When I take people shooting, I don't start them on something that will hurt them. But I also don't add any holes to their target to boost their ego, either. This is a very concrete discipline we're part of here. Very absolute, very win-lose and things do not always go our way.

One of the smartest things I ever read was by a guy named Tom Kratman, he said that training has three purposes;

1. To enhance old skills and acquire new ones.
2. To test doctrine and equipment.
3. and, to select amongst ourselves.

Here #2 is key; I think we tend to worship our doctrines and part of how we do that is by our we-always-win mentality. What we should be doing is testing our doctrines to destruction. Then Sitting back and asking why and trying something else. So you say, but Shrek; we have that! We have Standards and our Centres of Excellence. In 7 years of teaching, I submitted over a dozen PO/EO reviews. none of them went anywhere. Your system is broken. And I think, from my experience in the CF and elsewhere that these edifices we have for advancement and change actually work as bulwarks against those forces.
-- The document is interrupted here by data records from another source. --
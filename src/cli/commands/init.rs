//! Init command implementation
//!
//! Writes a commented sample configuration file.

use clap::Args;
use std::fs;
use std::path::Path;

/// Arguments for the init command
#[derive(Args, Debug)]
pub struct InitArgs {
    /// Path where to create the configuration file
    #[arg(short, long, default_value = "dkbridge.toml")]
    pub output: String,

    /// Overwrite existing file
    #[arg(long)]
    pub force: bool,
}

impl InitArgs {
    /// Execute the init command
    pub async fn execute(&self) -> anyhow::Result<i32> {
        tracing::info!(output = %self.output, "Initializing configuration file");

        if Path::new(&self.output).exists() && !self.force {
            println!("❌ Configuration file already exists: {}", self.output);
            println!("   Use --force to overwrite");
            return Ok(2);
        }

        match fs::write(&self.output, sample_config()) {
            Ok(()) => {
                println!("✅ Configuration file created: {}", self.output);
                println!();
                println!("Next steps:");
                println!("  1. Edit {} with your DK and Unify endpoints", self.output);
                println!("  2. Export the Unify hierarchy nodes to mapping.catalog_path");
                println!("  3. Set DKBRIDGE_UNIFY_PASSWORD in the environment or a .env file");
                println!("  4. Validate configuration: dkbridge validate-config");
                println!("  5. Preview: dkbridge migrate --dry-run --output definition.json");
                println!("  6. Migrate: dkbridge migrate");
                println!();
                Ok(0)
            }
            Err(e) => {
                println!("❌ Failed to write configuration file");
                println!("   Error: {e}");
                Ok(5)
            }
        }
    }
}

/// Sample configuration written by `dkbridge init`
pub fn sample_config() -> &'static str {
    r#"# DK Bridge Configuration File
# Decision Key to Unify report migration

[application]
log_level = "info"   # trace | debug | info | warn | error
dry_run = false      # true: build the definition, never contact Unify

[source]
kind = "http"                       # http | directory
report_name = "Coffee Sales"
base_url = "https://dk.example.com/api"
# directory = "/srv/dk-export"      # kind = "directory": reports.json, batches/, data/
# username = "dk-reader"
# password = "${DKBRIDGE_SOURCE_PASSWORD}"
timeout_seconds = 60
report_selection = "first"          # first | last | unique
batch_selection = "first"           # first | last | unique

[unify]
base_url = "https://unify.example.com/unify-internal/reportbuilder"
username = "migrator"
password = "${DKBRIDGE_UNIFY_PASSWORD}"
app_name = "DKBridge"
timeout_seconds = 60
tls_verify = true

[mapping]
model_id = "1100"
row_dimension = "Product"
dimension_column = "category"
# path_column = "category_path"     # ancestor chain, tells apart shared leaf names
granularity = "distinct"            # distinct | per_row
catalog_path = "catalog/product.toml"

[[mapping.measures]]
id = "!M2_1"
folder = "Sales : FOLDER"
name = "Dollar Sales"

[logging]
local_enabled = false
local_path = "./logs"
local_rotation = "daily"            # daily | hourly | never
"#
}

#[cfg(test)]
mod tests {
    use super::*;
    use crate::config::BridgeConfig;
    use tempfile::TempDir;

    #[test]
    fn test_sample_config_parses() {
        let text = sample_config().replace("${DKBRIDGE_UNIFY_PASSWORD}", "hunter2");
        let config: BridgeConfig = toml::from_str(&text).unwrap();
        assert!(config.validate().is_ok());
        assert_eq!(config.mapping.measures.len(), 1);
    }

    #[tokio::test]
    async fn test_init_writes_file() {
        let dir = TempDir::new().unwrap();
        let output = dir.path().join("dkbridge.toml");
        let args = InitArgs {
            output: output.to_string_lossy().to_string(),
            force: false,
        };

        assert_eq!(args.execute().await.unwrap(), 0);
        assert!(fs::read_to_string(&output).unwrap().contains("[mapping]"));
    }

    #[tokio::test]
    async fn test_init_refuses_overwrite_without_force() {
        let dir = TempDir::new().unwrap();
        let output = dir.path().join("dkbridge.toml");
        fs::write(&output, "keep me").unwrap();

        let mut args = InitArgs {
            output: output.to_string_lossy().to_string(),
            force: false,
        };
        assert_eq!(args.execute().await.unwrap(), 2);
        assert_eq!(fs::read_to_string(&output).unwrap(), "keep me");

        args.force = true;
        assert_eq!(args.execute().await.unwrap(), 0);
    }
}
One of the things I learned in school was that once you have an organization for accommodations, you never really need to accommodate anyone ever again; you can reject everything on the basis of your expertise and defend it by it's own existence. Not a shock; Pournelle's Iron Law of Bureaucracy in action; protecting the institution, even at the cost of the very goals that institution expressly exists to forward.
 
There is also a societal issue at play here as well, where failure at anything early in life is looked at as a detriment to self-esteem and such - unfortunately, people then are now unprepared to deal with things when they go boobs up as they do in the real world.  One of the best things that happened to me as a teenager was being told I had the option of redoing Grade 10 or going somewhere else for Grade 11 - I went to a private school that placed a high degree of importance on academics.  I'd been used to getting good grades for essentially showing up prior to going there and had to fight tooth and nail for every grade I got at this place...and also found out how little I really knew because I'd coasted for so long.  I sat back for awhile and decided to go back and start with a different class...guess what, I wasn't the only one.  One of the guys I played basketball with was in the same boat as me...and then a fellow from my original class joined us in Grade 12 because he'd had to take time off to recover from a nearly catastrophic car accident.  I had a nasty injury early in Grade 12 which potentially could have cost me a career in the military (if I believed the doctor I saw in the ER) that had me in the dumps for a bit - I got back up and carried on, because I'd looked at that in the face already.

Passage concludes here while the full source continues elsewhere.